use diesel::pg::PgConnection;
use diesel::prelude::*;
use uuid::Uuid;

use crate::db::DbPool;
use crate::domain::cart::CartLineView;
use crate::domain::errors::DomainError;
use crate::domain::ports::CartRepository;
use crate::schema::{cart_items, products};

use super::models::{CartItemRow, NewCartItemRow, ProductRow};

#[derive(Clone)]
pub struct DieselCartRepository {
    pool: DbPool,
}

impl DieselCartRepository {
    pub fn new(pool: DbPool) -> Self {
        Self { pool }
    }
}

fn to_view(row: CartItemRow) -> CartLineView {
    CartLineView {
        id: row.id,
        user_id: row.user_id,
        product_id: row.product_id,
        quantity: row.quantity,
        created_at: row.created_at,
    }
}

fn load_product(
    conn: &mut PgConnection,
    product_id: Uuid,
) -> Result<ProductRow, DomainError> {
    products::table
        .filter(products::id.eq(product_id))
        .select(ProductRow::as_select())
        .first(conn)
        .optional()?
        .ok_or_else(|| DomainError::NotFound(format!("Product {product_id}")))
}

fn load_owned_item(
    conn: &mut PgConnection,
    line_id: Uuid,
    user_id: Uuid,
) -> Result<CartItemRow, DomainError> {
    let item: CartItemRow = cart_items::table
        .filter(cart_items::id.eq(line_id))
        .select(CartItemRow::as_select())
        .first(conn)
        .optional()?
        .ok_or_else(|| DomainError::NotFound(format!("Cart item {line_id}")))?;

    if item.user_id != user_id {
        return Err(DomainError::Unauthorized);
    }
    Ok(item)
}

impl CartRepository for DieselCartRepository {
    fn list(&self, user_id: Uuid) -> Result<Vec<CartLineView>, DomainError> {
        let mut conn = self.pool.get()?;

        let rows = cart_items::table
            .filter(cart_items::user_id.eq(user_id))
            .select(CartItemRow::as_select())
            .load(&mut conn)?;

        Ok(rows.into_iter().map(to_view).collect())
    }

    fn add(
        &self,
        user_id: Uuid,
        product_id: Uuid,
        quantity: i32,
    ) -> Result<CartLineView, DomainError> {
        let mut conn = self.pool.get()?;

        conn.transaction::<_, DomainError, _>(|conn| {
            let product = load_product(conn, product_id)?;
            if product.stock < quantity {
                return Err(DomainError::InsufficientStock(product.name));
            }

            // One line per (user, product): increment an existing line
            // instead of inserting a duplicate.
            let existing: Option<CartItemRow> = cart_items::table
                .filter(cart_items::user_id.eq(user_id))
                .filter(cart_items::product_id.eq(product_id))
                .select(CartItemRow::as_select())
                .first(conn)
                .optional()?;

            let row = match existing {
                Some(item) => diesel::update(cart_items::table.filter(cart_items::id.eq(item.id)))
                    .set(cart_items::quantity.eq(item.quantity + quantity))
                    .returning(CartItemRow::as_returning())
                    .get_result(conn)?,
                None => diesel::insert_into(cart_items::table)
                    .values(&NewCartItemRow {
                        id: Uuid::new_v4(),
                        user_id,
                        product_id,
                        quantity,
                    })
                    .returning(CartItemRow::as_returning())
                    .get_result(conn)?,
            };

            Ok(to_view(row))
        })
    }

    fn update_quantity(
        &self,
        line_id: Uuid,
        quantity: i32,
        user_id: Uuid,
    ) -> Result<CartLineView, DomainError> {
        let mut conn = self.pool.get()?;

        conn.transaction::<_, DomainError, _>(|conn| {
            let item = load_owned_item(conn, line_id, user_id)?;

            // Re-checked against live stock; nothing is reserved until
            // checkout, which validates again inside its own transaction.
            let product = load_product(conn, item.product_id)?;
            if product.stock < quantity {
                return Err(DomainError::InsufficientStock(product.name));
            }

            let row = diesel::update(cart_items::table.filter(cart_items::id.eq(item.id)))
                .set(cart_items::quantity.eq(quantity))
                .returning(CartItemRow::as_returning())
                .get_result(conn)?;

            Ok(to_view(row))
        })
    }

    fn remove(&self, line_id: Uuid, user_id: Uuid) -> Result<(), DomainError> {
        let mut conn = self.pool.get()?;

        conn.transaction::<_, DomainError, _>(|conn| {
            let item = load_owned_item(conn, line_id, user_id)?;
            diesel::delete(cart_items::table.filter(cart_items::id.eq(item.id))).execute(conn)?;
            Ok(())
        })
    }

    fn clear(&self, user_id: Uuid) -> Result<(), DomainError> {
        let mut conn = self.pool.get()?;

        diesel::delete(cart_items::table.filter(cart_items::user_id.eq(user_id)))
            .execute(&mut conn)?;
        Ok(())
    }
}

#[cfg(test)]
mod tests {
    use uuid::Uuid;

    use super::DieselCartRepository;
    use crate::domain::errors::DomainError;
    use crate::domain::ports::CartRepository;
    use crate::infrastructure::testutil::{insert_product, setup_db};

    #[tokio::test]
    async fn add_creates_a_line_and_list_returns_it() {
        let (_container, pool) = setup_db().await;
        let repo = DieselCartRepository::new(pool.clone());
        let user_id = Uuid::new_v4();
        let product_id = insert_product(&pool, "Keyboard", "49.99", 10);

        let line = repo.add(user_id, product_id, 2).expect("add failed");
        assert_eq!(line.product_id, product_id);
        assert_eq!(line.quantity, 2);

        let lines = repo.list(user_id).expect("list failed");
        assert_eq!(lines.len(), 1);
        assert_eq!(lines[0].id, line.id);
    }

    #[tokio::test]
    async fn adding_same_product_twice_increments_the_line() {
        let (_container, pool) = setup_db().await;
        let repo = DieselCartRepository::new(pool.clone());
        let user_id = Uuid::new_v4();
        let product_id = insert_product(&pool, "Mouse", "19.99", 10);

        repo.add(user_id, product_id, 2).expect("first add failed");
        let line = repo.add(user_id, product_id, 3).expect("second add failed");

        assert_eq!(line.quantity, 5);
        assert_eq!(repo.list(user_id).expect("list failed").len(), 1);
    }

    #[tokio::test]
    async fn add_fails_for_unknown_product() {
        let (_container, pool) = setup_db().await;
        let repo = DieselCartRepository::new(pool);

        let result = repo.add(Uuid::new_v4(), Uuid::new_v4(), 1);

        assert!(matches!(result, Err(DomainError::NotFound(_))));
    }

    #[tokio::test]
    async fn add_fails_when_quantity_exceeds_stock() {
        let (_container, pool) = setup_db().await;
        let repo = DieselCartRepository::new(pool.clone());
        let product_id = insert_product(&pool, "Webcam", "89.99", 3);

        let result = repo.add(Uuid::new_v4(), product_id, 4);

        assert!(matches!(result, Err(DomainError::InsufficientStock(_))));
    }

    #[tokio::test]
    async fn update_quantity_rechecks_live_stock() {
        let (_container, pool) = setup_db().await;
        let repo = DieselCartRepository::new(pool.clone());
        let user_id = Uuid::new_v4();
        let product_id = insert_product(&pool, "Monitor", "199.00", 5);

        let line = repo.add(user_id, product_id, 1).expect("add failed");

        let updated = repo
            .update_quantity(line.id, 5, user_id)
            .expect("update failed");
        assert_eq!(updated.quantity, 5);

        let result = repo.update_quantity(line.id, 6, user_id);
        assert!(matches!(result, Err(DomainError::InsufficientStock(_))));
    }

    #[tokio::test]
    async fn update_and_remove_reject_other_users() {
        let (_container, pool) = setup_db().await;
        let repo = DieselCartRepository::new(pool.clone());
        let owner = Uuid::new_v4();
        let stranger = Uuid::new_v4();
        let product_id = insert_product(&pool, "Desk", "299.00", 5);

        let line = repo.add(owner, product_id, 1).expect("add failed");

        assert!(matches!(
            repo.update_quantity(line.id, 2, stranger),
            Err(DomainError::Unauthorized)
        ));
        assert!(matches!(
            repo.remove(line.id, stranger),
            Err(DomainError::Unauthorized)
        ));
        // Still present for the owner after both rejected attempts.
        assert_eq!(repo.list(owner).expect("list failed").len(), 1);
    }

    #[tokio::test]
    async fn remove_deletes_the_line() {
        let (_container, pool) = setup_db().await;
        let repo = DieselCartRepository::new(pool.clone());
        let user_id = Uuid::new_v4();
        let product_id = insert_product(&pool, "Lamp", "24.99", 5);

        let line = repo.add(user_id, product_id, 1).expect("add failed");
        repo.remove(line.id, user_id).expect("remove failed");

        assert!(repo.list(user_id).expect("list failed").is_empty());
        assert!(matches!(
            repo.remove(line.id, user_id),
            Err(DomainError::NotFound(_))
        ));
    }

    #[tokio::test]
    async fn clear_is_idempotent() {
        let (_container, pool) = setup_db().await;
        let repo = DieselCartRepository::new(pool.clone());
        let user_id = Uuid::new_v4();
        let product_id = insert_product(&pool, "Chair", "149.00", 5);

        repo.add(user_id, product_id, 2).expect("add failed");
        repo.clear(user_id).expect("clear failed");
        assert!(repo.list(user_id).expect("list failed").is_empty());

        // Clearing an already-empty cart is a no-op.
        repo.clear(user_id).expect("second clear failed");
    }
}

· · · · · · ·

Return the lines above that include the string "stranger".

* **EXERCISE RESULT**
        let stranger = Uuid::new_v4();
            repo.update_quantity(line.id, 2, stranger),
            repo.remove(line.id, stranger),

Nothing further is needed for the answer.